China's task force - three ships running convoys most days via the Yemeni city of Aden - is its first in the area since Admiral Zheng. He sailed in the 15th century.
Beijing's modern naval commanders have suggested opening regional bases to support anti-piracy operations as well as port projects in Pakistan, Sri Lanka and Burma.
That will alarm India, which has long regarded the ocean as its back yard. Like most Asian powers, India is building its naval forces just as Western navies cut back.
Russia's presence, usually a couple of ships, marks an increase in naval deployment outside its immediate region. Japan's force of ships and patrol aircraft is described by analysts as the first of its kind since World War II.
Admirals point to the deployment as a promising example of international cooperation. Although there is no one overall commander, international efforts are coordinated through monthly meetings and a secure Internet chat room.

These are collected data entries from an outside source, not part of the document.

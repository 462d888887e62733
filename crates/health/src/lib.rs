//! Connection-health monitoring for an OpenCode server.
//!
//! - [`HealthMonitor`]: periodic `GET /global/health` probing with a
//!   three-state model (`Checking`, `Connected`, `Disconnected`).
//! - [`HealthTransport`]: the HTTP seam, with [`ReqwestTransport`] as the
//!   production client.
//! - [`StatusIndicator`]: what a status bar should draw for a state.

pub mod indicator;
pub mod monitor;
pub mod transport;

pub use indicator::{IndicatorTone, NOTICE_DURATION, StatusIndicator, manual_test_notice, settings_notice};
pub use monitor::{HealthMonitor, ProbeSettings, RenderCallback};
pub use opencode_types::{ConnectionConfig, ConnectionState};
pub use transport::{HealthTransport, ProbeRequest, ReqwestTransport, TransportError, basic_authorization};
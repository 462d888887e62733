use std::fmt;

use serde::{Deserialize, Serialize};

/// Reachability of the configured server as last observed.
///
/// `Checking` is only ever set when monitoring (re)starts; probes move the
/// state between `Connected` and `Disconnected`.
#[derive(Debug, Clone, Copy, PartialEq, Eq, Hash, Default, Serialize, Deserialize)]
#[serde(rename_all = "lowercase")]
pub enum ConnectionState {
    #[default]
    Checking,
    Connected,
    Disconnected,
}

impl ConnectionState {
    /// Human-readable label.
    pub fn label(&self) -> &'static str {
        match self {
            ConnectionState::Checking => "Checking",
            ConnectionState::Connected => "Connected",
            ConnectionState::Disconnected => "Disconnected",
        }
    }

    pub fn is_connected(&self) -> bool {
        matches!(self, ConnectionState::Connected)
    }

    /// Derive the state from a probe's outcome.
    pub fn from_probe(healthy: bool) -> Self {
        if healthy {
            ConnectionState::Connected
        } else {
            ConnectionState::Disconnected
        }
    }
}

impl fmt::Display for ConnectionState {
    fn fmt(&self, f: &mut fmt::Formatter<'_>) -> fmt::Result {
        match self {
            ConnectionState::Checking => write!(f, "checking"),
            ConnectionState::Connected => write!(f, "connected"),
            ConnectionState::Disconnected => write!(f, "disconnected"),
        }
    }
}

Some complain that some of the emerging navies are too focused on safeguarding national shipping and could be used more effectively if coordination were better. Most emerging nations concentrate on escorting ships with their national flag, though India is particularly keen to stress that it has escorted vessels of all nationalities.
The warships have had some success disrupting attacks, but the number of pirates is still rising.
Overall, shippers say the naval buildup is good news. "This is about protection of the trade routes," said Peter Hinchcliffe, secretary general of the International Chamber of Shipping. "We absolutely welcome the naval cooperation. Navies that were, if not actually at war with each other, then definitely rivals, are working together and are comrades in arms."
But some see the rush of warships to the region - which largely began in 2008 after the hijacking of a Saudi oil tanker and a Ukrainian ship carrying military tanks - as partly fueled by a growing international rivalry.
"I don't think it necessarily has to be one or the other," said the Naval War College's Gvosdev. "It can be both."
Meanwhile, cannier governments around the region may use the focus on the Indian Ocean to their benefit. Chinese financial support was key to Sri Lanka's victory in its three-decade war with Tamil Tiger rebels after Western countries pulled back because of alleged human rights abuses. Now, to the concern of New Delhi, Beijing has helped fund a port at Hambantota, on the island's southern tip. Sri Lanka has emphasized its civilian nature.
For those concerned by rising international tensions over currencies, commodities and cyber-warfare, Indian Ocean rivalries could be another potential flash point.
"I do not want to join the dots on this, because I do not like the implications," said Michael Power, a global strategist for Anglo-South African Investec Asset Management.